As altas habilidades e a criatividade são algumas das características dos superdotados. Geralmente, eles têm algo a mostrar diferente da maioria das pessoas, daí serem sempre um “valor-notícia” e chamarem a atenção de quem os observa.

“Não existe uma forma em específico para identificar um superdotado.  Se existisse uma fórmula, mas nem QI nem o teste Wais são suficientes. A solução: um grupo de especialistas atestar a genialidade, avaliando idade, tempo gasto para adquirir a habilidade e complexidade da tarefa. E daí investir, apontar para o Estado a pessoa”, diz a psicóloga especialista em educação Maria Tereza Souza.

A pianista e educadora Lilian Carneiro Mendonça – que comanda um núcleo de estudos sobre inteligência no Lilian Centro de Música – diz que os “gênios” precisam de estímulos. “Não nasceram com isso, penso eu. Eles desenvolvem. Ninguém nasce sabendo. Tem talento que depende de esforço. O gênio quando descobre sua aptidão, quando compreende a linguagem, passa o dia inteiro envolvido no estudo, seja de música, de arte ou de matemática”, diz.

Lilian acredita que é preciso fomentar políticas públicas e privadas de atenção especial às pessoas superdotadas. “Se não identificarmos o gênio, perdemos ele. A criança começa a pensar que é muito esperta, que tem facilidades, até que abandona a atividade. E lá se vai mais um superdotado perdido no Brasil. Precisamos dar para ele acompanhamento direcionado, com foco, com novos desafios”.

Para Lilian, não existe gênio sozinho “que se virou na terra”.  Lilian cita o caso de Mozart, que demonstrou enorme habilidade ainda criança. “Tente retirar desta história a figura de seu pai, Leopold Mozart, professor de violino, autor de manual de estudos, que você terá um talento desperdiçado. O pai ajudou a dar o foco”.

De fato, Mozart surge em um contexto de grande incentivo e observação.  Daí que o que ele teve falta para muitos: um foco e atenção da família.

O senador goiano Wilder Morais diz que o Brasil desperdiça “cérebros” com burocracia e falta de incentivo. Para ele, é necessário que o estado oferte incentivos através de bolsas para inventores e superdotados, além de programas de acompanhamento público e continuado.

Titular da Comissão de Educação, Cultura e Esporte no Senado Federal, o parlamentar aposta em políticas voltadas para identificar gênios e pessoas talentosas.

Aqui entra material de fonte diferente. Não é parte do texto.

//! Column mapping: raw header cells to canonical field names.
//!
//! Two strategies exist. Declarative mapping matches a header against field
//! labels from the project type config. Heuristic mapping walks an explicit,
//! ordered rule list and takes the first rule that matches; it serves the
//! semi-structured report exports whose headers drift between files.

use crate::config::FieldDefinition;
use std::collections::BTreeMap;

/// Canonical field name -> trimmed cell value.
pub type MappedRecord = BTreeMap<String, String>;

/// Header normalization used by every mapper.
pub fn normalize_header(header: &str) -> String {
    header.trim().to_lowercase()
}

#[derive(Debug, Clone, Copy, PartialEq, Eq)]
pub enum HeaderMatcher {
    /// Normalized header equals the key.
    Exact(&'static str),
    /// Normalized header contains the key anywhere.
    Contains(&'static str),
}

impl HeaderMatcher {
    pub fn matches(&self, normalized_header: &str) -> bool {
        match self {
            HeaderMatcher::Exact(key) => normalized_header == *key,
            HeaderMatcher::Contains(key) => normalized_header.contains(key),
        }
    }
}

#[derive(Debug, Clone, Copy, PartialEq, Eq)]
pub struct HeaderRule {
    pub matcher: HeaderMatcher,
    pub field: &'static str,
}

const fn exact(key: &'static str, field: &'static str) -> HeaderRule {
    HeaderRule {
        matcher: HeaderMatcher::Exact(key),
        field,
    }
}

const fn contains(key: &'static str, field: &'static str) -> HeaderRule {
    HeaderRule {
        matcher: HeaderMatcher::Contains(key),
        field,
    }
}

/// Free-WIFI site inventory report.
pub const FREE_WIFI_REAL_RULES: &[HeaderRule] = &[
    exact("ap site code", "site_code"),
    exact("ap site name", "site_name"),
    exact("location name", "location_name"),
    exact("site type", "site_type"),
    exact("cms provider", "cms_provider"),
    exact("link provider", "link_provider"),
    exact("last mile technology", "technology"),
    exact("bw download (cir)", "bandwidth"),
    exact("barangay", "barangay"),
    exact("locality", "municipality"),
    exact("province", "province"),
    exact("latitude", "latitude"),
    exact("longitude", "longitude"),
    exact("date of activation", "activation_date"),
    exact("status", "status"),
];

/// EgovPH activity report. Order matters: `date` is checked first, so any
/// header mentioning a date lands on `activity_date`, and the more specific
/// `province/` and `municipality/city` keys precede their bare forms.
pub const EGOV_REAL_RULES: &[HeaderRule] = &[
    contains("date", "activity_date"),
    contains("title of activity", "activity_title"),
    contains("type of activity", "activity_type"),
    contains("#participants", "participants"),
    contains("#downloads", "downloads"),
    contains("province/", "province"),
    contains("province", "province"),
    contains("municipality/city", "municipality"),
    contains("municipality", "municipality"),
    contains("district", "district"),
    contains("status", "status"),
    contains("facilitator", "facilitator"),
];

/// Standalone daily metrics sheet.
pub const DAILY_METRICS_RULES: &[HeaderRule] = &[
    exact("site code", "site_code"),
    exact("date", "date"),
    exact("status", "status"),
    exact("bandwidth utilization", "bandwidth_utilization"),
    exact("unique users", "unique_users"),
    exact("remarks", "remarks"),
];

/// First rule matching the header, if any.
pub fn match_header(rules: &[HeaderRule], header: &str) -> Option<&'static str> {
    let normalized = normalize_header(header);
    rules
        .iter()
        .find(|rule| rule.matcher.matches(&normalized))
        .map(|rule| rule.field)
}

/// Column index -> canonical field, resolved once per upload.
#[derive(Debug, Clone)]
pub struct ColumnMap {
    columns: Vec<Option<String>>,
}

impl ColumnMap {
    /// Declarative mapping against field labels (case-insensitive, trimmed).
    pub fn from_labels(headers: &[String], fields: &[FieldDefinition]) -> Self {
        let columns = headers
            .iter()
            .map(|header| {
                let normalized = normalize_header(header);
                fields
                    .iter()
                    .find(|f| f.label.to_lowercase() == normalized)
                    .map(|f| f.name.clone())
            })
            .collect();
        Self { columns }
    }

    /// Heuristic mapping through an ordered rule list.
    pub fn from_rules(headers: &[String], rules: &[HeaderRule]) -> Self {
        let columns = headers
            .iter()
            .map(|header| match_header(rules, header).map(str::to_string))
            .collect();
        Self { columns }
    }

    pub fn field_at(&self, index: usize) -> Option<&str> {
        self.columns.get(index).and_then(|c| c.as_deref())
    }

    /// Build the record for one row. Unmapped columns are dropped and a later
    /// column mapped to the same field overwrites an earlier one. Cells past
    /// the header width are ignored.
    pub fn map_row(&self, cells: &[String]) -> MappedRecord {
        let mut record = MappedRecord::new();
        for (index, cell) in cells.iter().enumerate() {
            if let Some(field) = self.field_at(index) {
                record.insert(field.to_string(), cell.trim().to_string());
            }
        }
        record
    }
}

/// Non-empty value of a mapped field.
pub fn value<'a>(record: &'a MappedRecord, field: &str) -> Option<&'a str> {
    record
        .get(field)
        .map(String::as_str)
        .filter(|v| !v.is_empty())
}

/// Mapped value or the empty string.
pub fn text(record: &MappedRecord, field: &str) -> String {
    record.get(field).cloned().unwrap_or_default()
}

Wilder Morais cita ao DM o exemplo de Maria Vitória Valoto, aluna do ensino médio, que estará neste mês em evento do Google.

A jovem paranaense de 16 anos que criou cápsula para intolerantes à lactose vai à feira do Google Science para participar, na verdade, de um encontro de “gênios”.  “Ao identificar uma adolescente como esta é necessário avaliá-la, dar oportunidade de pesquisas e acreditar em seu potencial. Por isso defendo uma legislação específica para o Brasil, pois só assim para chamarmos atenção deste fato”, diz Wilder Morais.

SÓ NOTÍCIA

A adolescente do Paraná desenvolveu um sachê que torna o leite comum bom para o consumo de intolerantes à lactose. Como ela, outros também se destacam com ideias inovadoras, mas sem um suporte e um incentivo serão apenas notícia uma vez.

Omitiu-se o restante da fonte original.